Trabajar con ciclistas es cierto que tiene su ventaja, tienen escrita la palabra sacrificio en la frente,  pero no por ello deben de sacrificarse ni de más ni tienen que manejar esta parte por sus propia percepción y experiencia, a menudo eso mismo hace que  el resultado sea el no deseado.

La experiencia y la lógica, me dice que lo sencillo es trabajar sobre todo el manejo de pérdida de peso  fuera del periodo competitivo. Esto tiene una gran  ventaja, por mucha fatiga o interrupción del entrenamiento que genere, el deportista se encuentra lejos de su mejor momento y  difícilmente comprometerá la puesta en punto.

Wiggins, del velódromo a ganador del Tour 2012. Foto: ASO

Sacrificar el periodo de descanso, ayudándole a no coger peso, puede resultar suficiente para después, en el periodo de pretemporada, generar mejor ajuste del peso, pero a ver quién sacrifica sus vacaciones para este control…

¿Y en temporada qué podemos hace para poder ajustar el peso? Lo más importante es llevar el sumatorio de pliegues o el porcentaje graso a valores próximos del 6-8% de grasa. Incluso se podría valorar el reducir aún más este valor si no estás haciendo grandes esfuerzo para tener la referencia anterior.  Y si estás en el punto de querer perder aún más de peso, apóyalo esa decisión con un preparador físico o fisiólogo del deporte, y después busca el apoyo del nutricionista, para manejar con seguridad ese objetivo. Ello hará que no se interrumpa tu preparación física.

No busques grandes resultados a corto plazo. Una vez iniciada la competición, busca un objetivo de 1-2 kilos de peso al mes. Pérdidas de peso mayores podrían afectar directamente a la respuesta del entrenamiento, alterar el equilibrio endocrino y deprimir el sistema inmunitario. Y todo ello puede ser un desastre para tu temporada.

Quintana, otro que siempre se ve liviano. Foto: Bettini/Movistar Team

No generes grandes alteraciones con el consumo de hidratos de carbono. Suprimir los alimentos que pueden ser fuente principal de los hidratos de carbono, claro que generaran un pérdida de peso, pero a costa de vaciar el depósito de glucógeno ( 300-600 gramos) que para la competición si pretendes tener un rendimiento máximo, debe de estar completo.

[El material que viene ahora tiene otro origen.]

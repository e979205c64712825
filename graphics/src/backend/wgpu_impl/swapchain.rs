//! wgpu surface implementation of the swap chain.
//!
//! The renderer draws into its own back buffer texture; presenting resolves
//! or blits that texture into the acquired surface image.

use parking_lot::Mutex;

use super::WgpuBackend;
use super::conversion::{convert_texture_format, texture_format_from_wgpu};
use crate::backend::{GpuSwapChain, GpuTexture};
use crate::error::{RenderError, RenderResult};
use crate::swapchain::{OutputHandle, SwapChainDescriptor};
use crate::types::{Region, TextureDescriptor, TextureFormat};

/// A configured wgpu surface.
pub struct WgpuSwapChain {
    surface: wgpu::Surface<'static>,
    config: Mutex<wgpu::SurfaceConfiguration>,
    format: TextureFormat,
}

impl std::fmt::Debug for WgpuSwapChain {
    fn fmt(&self, f: &mut std::fmt::Formatter<'_>) -> std::fmt::Result {
        let config = self.config.lock();
        f.debug_struct("WgpuSwapChain")
            .field("format", &self.format)
            .field("width", &config.width)
            .field("height", &config.height)
            .field("present_mode", &config.present_mode)
            .finish()
    }
}

impl WgpuSwapChain {
    /// Format of the presentable images.
    pub fn format(&self) -> TextureFormat {
        self.format
    }
}

fn present_mode(vsync: bool) -> wgpu::PresentMode {
    if vsync {
        wgpu::PresentMode::Fifo
    } else {
        wgpu::PresentMode::AutoNoVsync
    }
}

fn wgpu_swap_chain(swap_chain: &GpuSwapChain) -> RenderResult<&WgpuSwapChain> {
    match swap_chain {
        GpuSwapChain::Wgpu(swap_chain) => Ok(swap_chain),
        _ => Err(RenderError::Backend(
            "wgpu backend called with non-Wgpu swap chain".to_string(),
        )),
    }
}

impl WgpuBackend {
    pub fn create_swap_chain(
        &self,
        output: &OutputHandle,
        descriptor: &SwapChainDescriptor,
        width: u32,
        height: u32,
    ) -> RenderResult<GpuSwapChain> {
        // SAFETY: OutputHandle::from_raw requires the window to outlive every
        // swap chain created from the handle.
        let target = unsafe { wgpu::SurfaceTargetUnsafe::from_window(output) }
            .map_err(|e| RenderError::SwapChain(format!("invalid output handle: {e}")))?;
        let surface = unsafe { self.instance.create_surface_unsafe(target) }
            .map_err(|e| RenderError::SwapChain(format!("failed to create surface: {e}")))?;

        let capabilities = surface.get_capabilities(&self.adapter);
        let preferred = convert_texture_format(descriptor.format);
        let format = if capabilities.formats.contains(&preferred) {
            preferred
        } else {
            capabilities
                .formats
                .iter()
                .copied()
                .find(|format| texture_format_from_wgpu(*format).is_some())
                .ok_or_else(|| {
                    RenderError::SwapChain(format!(
                        "surface supports none of the renderer formats: {:?}",
                        capabilities.formats
                    ))
                })?
        };
        let renderer_format = texture_format_from_wgpu(format).unwrap_or(descriptor.format);

        let config = wgpu::SurfaceConfiguration {
            usage: wgpu::TextureUsages::RENDER_ATTACHMENT,
            format,
            width: width.max(1),
            height: height.max(1),
            present_mode: wgpu::PresentMode::Fifo,
            alpha_mode: wgpu::CompositeAlphaMode::Auto,
            view_formats: vec![],
            desired_maximum_frame_latency: descriptor.buffer_count.max(1),
        };
        surface.configure(&self.device, &config);
        log::info!(
            "Configured wgpu surface {}x{} ({:?})",
            config.width,
            config.height,
            format
        );

        Ok(GpuSwapChain::Wgpu(std::sync::Arc::new(WgpuSwapChain {
            surface,
            config: Mutex::new(config),
            format: renderer_format,
        })))
    }

    pub fn resize_swap_chain(
        &self,
        swap_chain: &GpuSwapChain,
        width: u32,
        height: u32,
    ) -> RenderResult<()> {
        let swap_chain = wgpu_swap_chain(swap_chain)?;
        let mut config = swap_chain.config.lock();
        config.width = width.max(1);
        config.height = height.max(1);
        swap_chain.surface.configure(&self.device, &config);
        Ok(())
    }

    pub fn present(
        &self,
        swap_chain: &GpuSwapChain,
        back_buffer: &GpuTexture,
        back_buffer_desc: &TextureDescriptor,
        vsync: bool,
    ) -> RenderResult<()> {
        let swap_chain = wgpu_swap_chain(swap_chain)?;
        let GpuTexture::Wgpu {
            view: back_view, ..
        } = back_buffer
        else {
            return Err(RenderError::Backend(
                "present called with non-Wgpu back buffer".to_string(),
            ));
        };

        let format = {
            let mut config = swap_chain.config.lock();
            let mode = present_mode(vsync);
            if config.present_mode != mode {
                config.present_mode = mode;
                swap_chain.surface.configure(&self.device, &config);
            }
            config.format
        };

        let frame = match swap_chain.surface.get_current_texture() {
            Ok(frame) => frame,
            Err(e) => {
                // Outdated or lost surfaces recover after a reconfigure
                log::debug!("Reconfiguring surface after acquire failure: {e}");
                swap_chain
                    .surface
                    .configure(&self.device, &swap_chain.config.lock());
                swap_chain.surface.get_current_texture().map_err(|e| {
                    RenderError::SwapChain(format!("Failed to acquire surface texture: {e}"))
                })?
            }
        };
        let frame_view = frame
            .texture
            .create_view(&wgpu::TextureViewDescriptor::default());

        let mut encoder = self.encoder_for_present();
        if back_buffer_desc.sample_count > 1 {
            self.encode_resolve(&mut encoder, back_view, &frame_view);
        } else {
            self.encode_blit(
                &mut encoder,
                back_view,
                Region::full(back_buffer_desc.width, back_buffer_desc.height),
                &frame_view,
                format,
                (frame.texture.width(), frame.texture.height()),
            );
        }
        self.queue.submit(std::iter::once(encoder.finish()));
        frame.present();
        Ok(())
    }

    fn encoder_for_present(&self) -> wgpu::CommandEncoder {
        self.device
            .create_command_encoder(&wgpu::CommandEncoderDescriptor {
                label: Some("Present Encoder"),
            })
    }
}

Protege el entrenamiento, y más si es un entrenamiento de alta intensidad con alimentos ricos en hidratos de carbono. Y sacrifica en todo caso, la tarde o post entreno. Los entrenamientos de alta intensidad propios del periodo competitivo,  a menudo lo que generan es un EPOC (aumento del oxígeno post ejercicio). Aprovechar estas horas para hacer la restricción calórica ligera, podría resultar una buena estrategia para ir ajustando el peso.

O ¿por qué no aprovechar una estancia en altura para generar un pequeño catabolismo muscular?… Todas las estrategias posibles es cierto que pueden resultar adecuadas, pero como he comentado al principio, dado en el periodo de temporada que te encuentras y el riesgo que podría ser dar un paso en falso, es importante que los ciclistas se dejen aconsejar en este objetivo.